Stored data
----

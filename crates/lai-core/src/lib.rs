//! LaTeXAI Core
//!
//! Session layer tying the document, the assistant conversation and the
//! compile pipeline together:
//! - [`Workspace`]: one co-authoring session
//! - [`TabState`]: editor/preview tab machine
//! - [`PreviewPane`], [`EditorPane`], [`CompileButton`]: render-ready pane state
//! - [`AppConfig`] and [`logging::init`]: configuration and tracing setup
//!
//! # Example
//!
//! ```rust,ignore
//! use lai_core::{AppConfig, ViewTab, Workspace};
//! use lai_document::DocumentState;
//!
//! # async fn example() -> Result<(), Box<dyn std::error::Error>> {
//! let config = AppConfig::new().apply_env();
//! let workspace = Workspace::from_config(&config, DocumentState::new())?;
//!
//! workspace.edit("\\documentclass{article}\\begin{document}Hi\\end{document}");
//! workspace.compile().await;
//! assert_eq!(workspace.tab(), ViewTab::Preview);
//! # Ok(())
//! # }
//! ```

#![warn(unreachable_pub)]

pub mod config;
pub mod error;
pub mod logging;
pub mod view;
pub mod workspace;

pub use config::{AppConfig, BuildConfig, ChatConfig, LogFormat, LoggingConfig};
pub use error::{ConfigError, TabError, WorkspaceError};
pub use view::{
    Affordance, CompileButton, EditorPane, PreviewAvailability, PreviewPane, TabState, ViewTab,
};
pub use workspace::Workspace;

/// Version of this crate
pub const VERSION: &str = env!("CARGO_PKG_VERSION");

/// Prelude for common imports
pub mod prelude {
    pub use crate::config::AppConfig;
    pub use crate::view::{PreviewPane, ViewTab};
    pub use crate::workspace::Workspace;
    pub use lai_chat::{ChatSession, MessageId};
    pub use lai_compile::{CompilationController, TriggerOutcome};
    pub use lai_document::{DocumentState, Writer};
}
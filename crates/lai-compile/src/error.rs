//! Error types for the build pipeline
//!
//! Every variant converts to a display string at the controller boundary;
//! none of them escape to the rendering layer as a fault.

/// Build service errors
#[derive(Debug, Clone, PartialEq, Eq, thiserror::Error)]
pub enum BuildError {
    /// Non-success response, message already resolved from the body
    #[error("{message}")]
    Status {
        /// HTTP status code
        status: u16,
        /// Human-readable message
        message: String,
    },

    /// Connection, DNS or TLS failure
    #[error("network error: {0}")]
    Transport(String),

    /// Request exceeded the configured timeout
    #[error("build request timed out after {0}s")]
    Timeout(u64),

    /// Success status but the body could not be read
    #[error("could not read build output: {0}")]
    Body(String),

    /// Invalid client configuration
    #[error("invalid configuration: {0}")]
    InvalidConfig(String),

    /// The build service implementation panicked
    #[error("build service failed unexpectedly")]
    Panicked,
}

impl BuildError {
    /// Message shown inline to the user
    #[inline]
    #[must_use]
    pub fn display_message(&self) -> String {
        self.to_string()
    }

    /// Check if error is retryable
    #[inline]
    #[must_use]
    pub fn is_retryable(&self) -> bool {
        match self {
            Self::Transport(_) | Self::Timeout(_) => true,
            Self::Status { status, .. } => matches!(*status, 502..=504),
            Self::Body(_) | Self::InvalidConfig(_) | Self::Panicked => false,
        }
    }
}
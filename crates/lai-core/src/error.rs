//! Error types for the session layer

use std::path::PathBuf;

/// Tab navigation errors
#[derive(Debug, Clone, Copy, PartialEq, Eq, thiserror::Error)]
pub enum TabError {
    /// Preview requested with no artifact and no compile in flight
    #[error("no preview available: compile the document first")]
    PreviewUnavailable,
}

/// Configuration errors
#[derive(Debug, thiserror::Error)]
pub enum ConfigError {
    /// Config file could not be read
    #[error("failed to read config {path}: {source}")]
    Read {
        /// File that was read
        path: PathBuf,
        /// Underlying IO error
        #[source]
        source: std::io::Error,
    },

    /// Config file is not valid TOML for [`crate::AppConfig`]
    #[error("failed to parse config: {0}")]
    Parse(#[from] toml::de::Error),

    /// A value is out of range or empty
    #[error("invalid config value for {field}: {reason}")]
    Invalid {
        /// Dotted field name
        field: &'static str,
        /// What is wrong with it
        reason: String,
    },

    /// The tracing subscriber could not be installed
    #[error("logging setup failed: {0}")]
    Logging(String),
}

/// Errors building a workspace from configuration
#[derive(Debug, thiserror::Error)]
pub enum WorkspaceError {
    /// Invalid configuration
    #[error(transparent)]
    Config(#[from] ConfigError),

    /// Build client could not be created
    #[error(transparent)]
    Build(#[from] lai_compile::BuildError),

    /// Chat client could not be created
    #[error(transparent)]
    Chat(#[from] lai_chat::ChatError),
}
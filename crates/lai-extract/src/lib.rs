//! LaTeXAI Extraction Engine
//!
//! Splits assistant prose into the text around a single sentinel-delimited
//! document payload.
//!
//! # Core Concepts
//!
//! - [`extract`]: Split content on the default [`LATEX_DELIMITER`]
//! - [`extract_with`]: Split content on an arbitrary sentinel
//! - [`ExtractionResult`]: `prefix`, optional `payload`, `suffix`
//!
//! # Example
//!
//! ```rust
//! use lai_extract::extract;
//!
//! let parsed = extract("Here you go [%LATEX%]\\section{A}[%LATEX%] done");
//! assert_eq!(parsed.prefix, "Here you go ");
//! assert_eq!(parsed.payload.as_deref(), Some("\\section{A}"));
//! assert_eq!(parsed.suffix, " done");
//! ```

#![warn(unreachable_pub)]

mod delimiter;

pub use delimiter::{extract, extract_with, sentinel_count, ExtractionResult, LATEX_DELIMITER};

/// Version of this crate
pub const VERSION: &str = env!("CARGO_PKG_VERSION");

----

• _Task to carry out_
Which lines run from the one holding "service implementation panicked" through the one holding "workspace from configuration" in the records above? Repeat them exactly, both included, and nothing more.

• _Exercise answer_
    /// The build service implementation panicked
    #[error("build service failed unexpectedly")]
    Panicked,
}

impl BuildError {
    /// Message shown inline to the user
    #[inline]
    #[must_use]
    pub fn display_message(&self) -> String {
        self.to_string()
    }

    /// Check if error is retryable
    #[inline]
    #[must_use]
    pub fn is_retryable(&self) -> bool {
        match self {
            Self::Transport(_) | Self::Timeout(_) => true,
            Self::Status { status, .. } => matches!(*status, 502..=504),
            Self::Body(_) | Self::InvalidConfig(_) | Self::Panicked => false,
        }
    }
}
filename crates/lai-core/src/error.rs
//! Error types for the session layer

use std::path::PathBuf;

/// Tab navigation errors
#[derive(Debug, Clone, Copy, PartialEq, Eq, thiserror::Error)]
pub enum TabError {
    /// Preview requested with no artifact and no compile in flight
    #[error("no preview available: compile the document first")]
    PreviewUnavailable,
}

/// Configuration errors
#[derive(Debug, thiserror::Error)]
pub enum ConfigError {
    /// Config file could not be read
    #[error("failed to read config {path}: {source}")]
    Read {
        /// File that was read
        path: PathBuf,
        /// Underlying IO error
        #[source]
        source: std::io::Error,
    },

    /// Config file is not valid TOML for [`crate::AppConfig`]
    #[error("failed to parse config: {0}")]
    Parse(#[from] toml::de::Error),

    /// A value is out of range or empty
    #[error("invalid config value for {field}: {reason}")]
    Invalid {
        /// Dotted field name
        field: &'static str,
        /// What is wrong with it
        reason: String,
    },

    /// The tracing subscriber could not be installed
    #[error("logging setup failed: {0}")]
    Logging(String),
}

/// Errors building a workspace from configuration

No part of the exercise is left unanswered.